I recently updated my presentation on alumni engagement for our schools and thought I would share the information in a series of posts. With schools that have histories going back nearly 180 years, our Lutheran schools in NE Indiana should have strong, engaged alumni efforts.
However, alumni efforts are many times dismissed as a “college” thing. On the contrary, our research shows that, proportionally speaking, our K-8 and high schools have great potential for alumni engagement. Most people have a “Warm Fuzzy” with their favorite elementary or high school teacher (mine was Mrs. Schwartz). Unfortunately, K-12 programs generally haven’t stewarded those warm-fuzzy memories since graduation like universities have perfected over the years.
“Why bother?” you may ask. We all know that alumni can be a great source of funding. Most school building campaigns can regale stories of the “mystery donor” or unknown estate gift that was discovered to come from some alumni that no one knew. Beyond raising money, please note, alumni can be some of the best candidates for leadership positions at the school, goodwill ambassadors to the public, student mentors, corporate internships, shadowing and other networking opportunities, and even parents and grandparents of prospective students.
From a bigger-picture view, alumni also represent our past and should be the foundation of our schools’ future. Alumni are not only the graduates; they are the carriers of the vision. The power of the alumni pipeline has been said to continue to nurture individuals as they mature and navigate life stages. You want to ensure each student will reach their full potential. When that happens and alumni believe the school played a role in the their life, they will stay connected or eventually reconnect with the school.
And of interest for the pastors associated with our schools, alumni can provide ministry information: are alumni of our school still active in our church? In other Lutheran churches? Are their own children in a Lutheran school? Do they still consider a quality, Lutheran education important?

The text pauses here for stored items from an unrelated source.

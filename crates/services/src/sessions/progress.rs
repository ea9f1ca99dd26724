/// Aggregated view of survey progress, useful for UI.
#[derive(Debug, Clone, PartialEq, Eq)]
pub struct SurveyProgress {
    pub total: usize,
    pub answered: usize,
    pub current: usize,
    pub is_complete: bool,
}
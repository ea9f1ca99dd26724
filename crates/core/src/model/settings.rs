use thiserror::Error;

#[derive(Debug, Error, Clone, PartialEq, Eq)]
#[non_exhaustive]
pub enum SurveySettingsError {
    #[error("completion reset seconds must be between 1 and 600")]
    InvalidCompletionResetSecs,
}

/// Configuration settings for a survey session.
///
/// Controls how long a completed session lingers on the thank-you state
/// before it resets for the next respondent.
#[derive(Debug, Clone, Copy, PartialEq, Eq)]
pub struct SurveySettings {
    completion_reset_secs: u32,
}

impl SurveySettings {
    /// Creates validated settings.
    ///
    /// # Errors
    ///
    /// Returns `SurveySettingsError::InvalidCompletionResetSecs` if the delay
    /// is outside 1..=600 seconds.
    pub fn new(completion_reset_secs: u32) -> Result<Self, SurveySettingsError> {
        if !(1..=600).contains(&completion_reset_secs) {
            return Err(SurveySettingsError::InvalidCompletionResetSecs);
        }
        Ok(Self {
            completion_reset_secs,
        })
    }

    #[must_use]
    pub fn completion_reset_secs(&self) -> u32 {
        self.completion_reset_secs
    }

    /// Delay between completion and the automatic reset for the next respondent.
    #[must_use]
    pub fn completion_reset_delay(&self) -> std::time::Duration {
        std::time::Duration::from_secs(u64::from(self.completion_reset_secs))
    }
}

impl Default for SurveySettings {
    fn default() -> Self {
        Self {
            completion_reset_secs: 5,
        }
    }
}
use async_trait::async_trait;
use std::collections::HashMap;
use std::sync::{Arc, Mutex};
use thiserror::Error;

/// Errors surfaced by storage adapters.
#[derive(Debug, Error)]
#[non_exhaustive]
pub enum StorageError {
    #[error("not found")]
    NotFound,

    #[error("a record already exists for this key")]
    Conflict,

    #[error("connection error: {0}")]
    Connection(String),

    #[error("serialization error: {0}")]
    Serialization(String),
}

/// Key-value contract for persisted survey responses.
///
/// Keys are session identifiers; values are serialized response records.
/// A key is written at most once: the record for a session either exists in
/// full or not at all.
#[async_trait]
pub trait ResponseStore: Send + Sync {
    /// Store a serialized response record under `key`.
    ///
    /// # Errors
    ///
    /// Returns `StorageError::Conflict` if the key was already written, or
    /// other storage errors.
    async fn put(&self, key: &str, value: &str) -> Result<(), StorageError>;

    /// Fetch the serialized record stored under `key`, if any.
    ///
    /// # Errors
    ///
    /// Returns `StorageError` if the store cannot be read.
    async fn get(&self, key: &str) -> Result<Option<String>, StorageError>;
}

/// Simple in-memory store implementation for testing and prototyping.
#[derive(Clone, Default)]
pub struct InMemoryStore {
    entries: Arc<Mutex<HashMap<String, String>>>,
}

impl InMemoryStore {
    #[must_use]
    pub fn new() -> Self {
        Self {
            entries: Arc::new(Mutex::new(HashMap::new())),
        }
    }
}

#[async_trait]
impl ResponseStore for InMemoryStore {
    async fn put(&self, key: &str, value: &str) -> Result<(), StorageError> {
        let mut guard = self
            .entries
            .lock()
            .map_err(|e| StorageError::Connection(e.to_string()))?;
        if guard.contains_key(key) {
            return Err(StorageError::Conflict);
        }
        guard.insert(key.to_owned(), value.to_owned());
        Ok(())
    }

    async fn get(&self, key: &str) -> Result<Option<String>, StorageError> {
        let guard = self
            .entries
            .lock()
            .map_err(|e| StorageError::Connection(e.to_string()))?;
        Ok(guard.get(key).cloned())
    }
}

/// Aggregates the response store behind a trait object for easy backend swapping.
#[derive(Clone)]
pub struct Storage {
    pub responses: Arc<dyn ResponseStore>,
}

impl Storage {
    #[must_use]
    pub fn in_memory() -> Self {
        Self {
            responses: Arc::new(InMemoryStore::new()),
        }
    }
}

#[cfg(test)]
mod tests {
    use super::*;

    #[tokio::test]
    async fn round_trips_a_record() {
        let store = InMemoryStore::new();
        store.put("session-1", r#"{"status":"COMPLETED"}"#).await.unwrap();

        let value = store.get("session-1").await.unwrap();
        assert_eq!(value.as_deref(), Some(r#"{"status":"COMPLETED"}"#));
        assert_eq!(store.get("session-2").await.unwrap(), None);
    }

    #[tokio::test]
    async fn second_write_to_the_same_key_conflicts() {
        let store = InMemoryStore::new();
        store.put("session-1", "first").await.unwrap();

        let err = store.put("session-1", "second").await.unwrap_err();
        assert!(matches!(err, StorageError::Conflict));
        assert_eq!(store.get("session-1").await.unwrap().as_deref(), Some("first"));
    }
}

For these reasons and others, our schools cannot afford to lose touch with their graduates. However, many K-12 schools have a hard time engaging and keeping track of alumni. And because the “return on a school’s investment” in alumni takes time and effort, schools are less apt to make effective alumni relations a top priority. For those with alumni programs, many times the key volunteer that led the effort has left and now there is no real plan or strategy for what they want to achieve or how alumni efforts fit into strategic plans.
I strongly believe that our K-12 schools could be just as successful engaging their alumni as colleges and universities have, and I suggest taking what high education does and scale it down for our K-12 needs. So strongly, in fact, this article is the first of four on alumni engagement. Next week we will define the term “alumni” and discuss common barriers that school leadership run up against that block their efforts. Then, Part III will address creating a plan of action, and Part IV will bring it all home in summaries and conclusions.
It’s definitely not easy; it takes time, it takes a plan, it takes someone to own the process, and it takes a database to keep the data safe and manageable. But more on this later; the future YOU will be so thankful for your efforts now.
P.S. “Schools with successful and long-term alumni programs raise larger gifts in proportion to the size of the enterprise than the leading colleges and universities.”
—Handbook for Educational Fundraising
Picture Source: Time-Life Archives on Google, “Quiz Kids Alumni Party”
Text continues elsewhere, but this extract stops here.